Dataset excerpts ▸
--*--
/// Evaluate one event against the cost model and trading thresholds.
///
/// Every configured investment size is priced; the emitted record keeps
/// the size with the best EV/IM ratio so exactly one record exists per
/// (event, tick). Construction is all-or-nothing: either a complete
/// record or a tagged error, never a partial record.
pub fn evaluate(
    snapshot: &EventSnapshot,
    costs: &CostParameters,
    thresholds: &TradeThresholds,
) -> Result<ResultRecord, EvalError> {
    let spot = snapshot.option.underlying_price;
    if spot <= Decimal::ZERO {
        return Err(EvalError::DataUnavailable {
            market: snapshot.title.clone(),
            reason: "non-positive underlying price".to_string(),
        });
    }

    let poly_yes_price = snapshot.pm.mid_price;
    let prob = snapshot.option.implied_probability;
    let is_sentinel = prob == 0.0;
    let deribit_prob = Decimal::from_f64_retain(prob)
        .unwrap_or(Decimal::ZERO)
        .round_dp(6);
    let diff = poly_yes_price - deribit_prob;
    let option_mid = snapshot.option.mid_price;
    let stable = snapshot.asset.is_stable_settled();

    // Price every configured size, keep the best EV/IM ratio.
    let mut best: Option<(Decimal, Decimal, Decimal, Decimal, Decimal, Decimal)> = None;
    for &investment in &thresholds.investments {
        let contracts = (investment / spot).max(thresholds.min_contract_size);
        let im = costs.initial_margin(contracts, option_mid, spot);
        if im <= Decimal::ZERO {
            return Err(EvalError::DegenerateMargin {
                market: snapshot.title.clone(),
            });
        }

        let total_costs = costs.total_costs(option_mid, contracts, spot, stable, investment);
        let (ev_yes, ev_no) = strategy_evs(investment, diff, total_costs);
        let ev = ev_yes.max(ev_no);
        let ratio = ev / im;

        let better = match &best {
            Some((_, _, _, _, _, best_ratio)) => ratio > *best_ratio,
            None => true,
        };
        if better {
            best = Some((investment, total_costs, ev_yes, ev_no, im, ratio));
        }
    }

    let (investment, total_costs, ev_yes, ev_no, im, ev_im_ratio) =
        best.ok_or_else(|| EvalError::DataUnavailable {
            market: snapshot.title.clone(),
            reason: "no investment sizes configured".to_string(),
        })?;

    let ev = ev_yes.max(ev_no);
    let strategy = if ev_yes >= ev_no {
        StrategyId::LongYes
    } else {
        StrategyId::ShortYes
    };

    let winner = StrategyEvaluation {
        strategy,
        expected_value: ev,
        margin: im,
        ev_margin_ratio: ev_im_ratio,
    };

    let (suggest1, suggest2) = build_suggestions(
        snapshot,
        thresholds,
        &winner,
        poly_yes_price,
        diff,
        investment,
        is_sentinel,
    );

    Ok(ResultRecord {
        market_title: snapshot.title.clone(),
        timestamp: snapshot.captured_at,
        investment,
        spot,
        poly_yes_price,
        deribit_prob,
        expected_pnl_yes: investment * diff,
        total_costs,
        ev,
        im,
        ev_im_ratio,
        ev_yes,
        ev_no,
        suggest1,
        suggest2,
        winner,
    })
}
--*--
What you are asked to do ▸ Bring together each line above where the string "configured" turns up.

Result for this task ▸
/// Every configured investment size is priced; the emitted record keeps
    // Price every configured size, keep the best EV/IM ratio.
            reason: "no investment sizes configured".to_string(),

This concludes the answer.